A: You must understand the support we obtained then. Josef Ng for instance did not get that kind of support. And because then in 1994, we were also fairly established because of the success from our recent play “Off Centre”. We were initially commissioned by the MOH (Ministry of Health) but they later had some objections to the play and we went separate ways. “Off Centre” was a great success. We did this play at the old Drama Centre, and the queue was so long that it came all the way into the car park. It was full full house. So we were gaining popularity, and perhaps the authorities felt that our group should be put in its place. We were not rude to the MOH, but we showed that we wanted a certain kind of independence in the way we were going about things. This event took place about five months before the newspaper report.
At that time, MOH was going to give us SGD30,000. it was a lot of money at that time. So in the eyes of the authorities, for you not to take the money and compromise means you have convictions that are equal to the communists. But we were people who were interested to maintain the integrity of our process and our ideals and principles for the show to be staged as how we wanted. For me, ya…, I could talk about it on hindsight, especially since “Off Centre” was subsequently chosen by the MOE (Ministry of Education) as a text for ‘O’ levels. In surviving, you are still able to tell that story. It would be wasted if we had caved in.
S: Ok, you may not agree with the government’s label of you as a “Marxist”, so in your opinion what do you think is the meaning of “Marxist”?
A: I won’t say I don’t identify with any Marxist ideas at all. I do adopt some ideas which might be considered Marxist, like I do feel for the underdog, like the migrant workers etc. We did a play called “Mobile” which is on migrant workers. I think how we are different is I feel that Marxists romanticize the working class, whereas I feel that working class can also be flawed….
H: And what do you think is the government’s idea of “Marxist”?
A: I don’t know, you ask them…. Generally I don’t really believe in labels. If I have to, I will just say, it is basically respecting another human being.
S: Do you think that if reporters used “Marxist” as a label nowadays, it is going to have any effect?
A: I don’t think so. Now the label that can make the most impact in Singapore is “terrorist”. In our recent play, “Gemuk Girls”, we have done that.
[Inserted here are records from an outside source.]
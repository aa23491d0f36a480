use serde_json::{json, Value};
use teamdesk_core::config::{AppConfig, LoadOptions};
use teamdesk_db::{connect_with_settings, ensure_data_dir, migrations};

use crate::commands::{CommandResult, ErrorClass};

type Failure = (ErrorClass, String);

/// Applies pending migrations and lists every known migration in `details.migrations`.
pub fn run() -> CommandResult {
    let config = match AppConfig::load(LoadOptions::default()) {
        Ok(config) => config,
        Err(error) => return CommandResult::failed("migrate", ErrorClass::ConfigValidation, error.to_string()),
    };

    let outcome = tokio::runtime::Builder::new_current_thread()
        .enable_all()
        .build()
        .map_err(|error| (ErrorClass::RuntimeInit, format!("async runtime: {error}")))
        .and_then(|runtime| runtime.block_on(apply(&config)));

    match outcome {
        Ok(known) => CommandResult::ok(
            "migrate",
            format!("schema is current ({} migrations)", known.len()),
            json!({ "database_url": config.database.url, "migrations": known }),
        ),
        Err((class, message)) => CommandResult::failed("migrate", class, message),
    }
}

async fn apply(config: &AppConfig) -> Result<Vec<Value>, Failure> {
    // File databases need their directory; `sqlite::memory:` does not.
    if config.database.url.starts_with("sqlite://") {
        ensure_data_dir(&config.storage.data_dir).await.map_err(|error| {
            (ErrorClass::DataDir, format!("{}: {error}", config.storage.data_dir.display()))
        })?;
    }

    let pool = connect_with_settings(
        &config.database.url,
        config.database.max_connections,
        config.database.timeout_secs,
    )
    .await
    .map_err(|error| (ErrorClass::DbConnectivity, error.to_string()))?;

    let applied = migrations::run_pending(&pool).await;
    pool.close().await;
    applied.map_err(|error| (ErrorClass::Migration, error.to_string()))?;

    Ok(migrations::MIGRATOR
        .iter()
        .filter(|migration| !migration.migration_type.is_down_migration())
        .map(|migration| json!({ "version": migration.version, "description": migration.description }))
        .collect())
}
In this play, a character says, “Now it is not Marxist, it is terrorist, it is the new label”. In the past, the bogeyman is “Marxist”, now it is “terrorist”. If you say “Marxist” now, people will be thinking, “What’s that…?”
S: Indeed, we are contemplating about the potency of the label, whether it has lost its relevance, whether it still has any effect….
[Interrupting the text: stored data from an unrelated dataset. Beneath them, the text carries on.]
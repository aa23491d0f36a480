use serde::Serialize;
use teamdesk_core::config::{AppConfig, LoadOptions};
use teamdesk_db::connect_with_settings;

use crate::commands::CommandResult;

#[derive(Clone, Copy, Debug, PartialEq, Eq, Serialize)]
#[serde(rename_all = "snake_case")]
pub enum CheckStatus {
    Pass,
    Fail,
    Skipped,
}

#[derive(Debug, Serialize)]
pub struct DoctorCheck {
    pub name: &'static str,
    pub status: CheckStatus,
    pub details: String,
}

#[derive(Debug, Serialize)]
pub struct DoctorReport {
    pub overall_status: CheckStatus,
    pub summary: String,
    pub checks: Vec<DoctorCheck>,
}

pub fn run(json_output: bool) -> CommandResult {
    let report = build_report();
    let exit_code = if report.overall_status == CheckStatus::Pass { 0 } else { 1 };

    let output = if json_output {
        serde_json::to_string_pretty(&report).unwrap_or_else(|error| {
            format!(
                "{{\"overall_status\":\"fail\",\"summary\":\"doctor serialization failed\",\"error\":\"{}\"}}",
                escape_json(&error.to_string())
            )
        })
    } else {
        render_human(&report)
    };
    CommandResult::plain(exit_code, output)
}

pub fn build_report() -> DoctorReport {
    let mut checks = Vec::new();

    match AppConfig::load(LoadOptions::default()) {
        Ok(config) => {
            checks.push(DoctorCheck {
                name: "config_validation",
                status: CheckStatus::Pass,
                details: "configuration loaded and validated".to_string(),
            });
            checks.push(check_discord(&config));
            checks.push(check_natural(&config));
            checks.push(check_database_connectivity(&config));
        }
        Err(error) => {
            checks.push(DoctorCheck {
                name: "config_validation",
                status: CheckStatus::Fail,
                details: error.to_string(),
            });
            for name in ["discord_settings", "natural_language", "database_connectivity"] {
                checks.push(DoctorCheck {
                    name,
                    status: CheckStatus::Skipped,
                    details: "skipped because configuration did not load".to_string(),
                });
            }
        }
    }

    let all_pass = checks.iter().all(|check| check.status != CheckStatus::Fail);
    let overall_status = if all_pass { CheckStatus::Pass } else { CheckStatus::Fail };
    let summary = if all_pass {
        "doctor: all readiness checks passed".to_string()
    } else {
        "doctor: one or more readiness checks failed".to_string()
    };

    DoctorReport { overall_status, summary, checks }
}

fn check_discord(config: &AppConfig) -> DoctorCheck {
    let sync = if config.discord.sync_commands {
        "commands are synchronised on startup"
    } else {
        "command sync disabled; run `teamdesk commands` to inspect the schemas"
    };
    DoctorCheck {
        name: "discord_settings",
        status: CheckStatus::Pass,
        details: format!("guild `{}`; {sync}", config.discord.guild_id),
    }
}

fn check_natural(config: &AppConfig) -> DoctorCheck {
    if !config.natural.enabled {
        return DoctorCheck {
            name: "natural_language",
            status: CheckStatus::Skipped,
            details: "natural-language commands are disabled".to_string(),
        };
    }
    DoctorCheck {
        name: "natural_language",
        status: CheckStatus::Pass,
        details: format!("model `{}` at `{}`", config.natural.model, config.natural.base_url),
    }
}

fn check_database_connectivity(config: &AppConfig) -> DoctorCheck {
    let runtime = match tokio::runtime::Builder::new_current_thread().enable_all().build() {
        Ok(runtime) => runtime,
        Err(error) => {
            return DoctorCheck {
                name: "database_connectivity",
                status: CheckStatus::Fail,
                details: format!("failed to initialize async runtime: {error}"),
            };
        }
    };

    let result = runtime.block_on(async {
        let pool = connect_with_settings(
            &config.database.url,
            config.database.max_connections,
            config.database.timeout_secs,
        )
        .await
        .map_err(|error| format!("failed to connect to database: {error}"))?;

        let probe = probe(&pool).await;
        pool.close().await;
        probe
    });

    match result {
        Ok(()) => DoctorCheck {
            name: "database_connectivity",
            status: CheckStatus::Pass,
            details: format!("connected using `{}`", config.database.url),
        },
        Err(error) => {
            DoctorCheck { name: "database_connectivity", status: CheckStatus::Fail, details: error }
        }
    }
}

async fn probe(pool: &teamdesk_db::DbPool) -> Result<(), String> {
    pool.acquire().await.map(|_| ()).map_err(|error| format!("database probe failed: {error}"))
}

fn render_human(report: &DoctorReport) -> String {
    let mut lines = Vec::new();
    lines.push(report.summary.clone());

    for check in &report.checks {
        let marker = match check.status {
            CheckStatus::Pass => "ok",
            CheckStatus::Fail => "fail",
            CheckStatus::Skipped => "skip",
        };
        lines.push(format!("- [{marker}] {}: {}", check.name, check.details));
    }

    lines.join("\n")
}

fn escape_json(value: &str) -> String {
    value.replace('\\', "\\\\").replace('"', "\\\"")
}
A: Yes, I really think it is the fear of exposing the government in a foolish light, the erroneous ways they have used the label for the purposes of social control….
H: Ya, I think from what you are saying here, it seems that even in 1994, there is not much effect anymore. You apparently did not feel much trauma even at that time when you are labelled as such….
A: Well, especially now that we have survived, and carried on, without being detained, one can be sure that it was clearly a mistake and it shows how over-paranoid the authorities were. That’s one of our inspirations to do “Marxists Can Change” actually. “Marxists Can Change”, which appears after the parts of “Singles Can Change” and “Homosexuals Can Change”, is to make the audience rethink after the earlier two parts. It is about the failure of labelling, you see, and the limitations of labels. Then they can revisit “Singles Can Change” and “Homosexuals Can Change” in a new light. But without seeing “Marxists Can Change”, the other two parts of the play would appear too much as a rightist propaganda….
S, H: Well Alvin, thanks very much for accepting our interviews…. We look forward to further inspiring productions from you and Haresh!
 TNS has been organizing and curating this annual event since its inaugural festival in 2005.
 The part “Singles Can Change” is about how a single woman who had not wanted to have a family eventually changed her mind completely, while “Homosexuals Can Change” is about a homosexual man who eventually became heterosexual.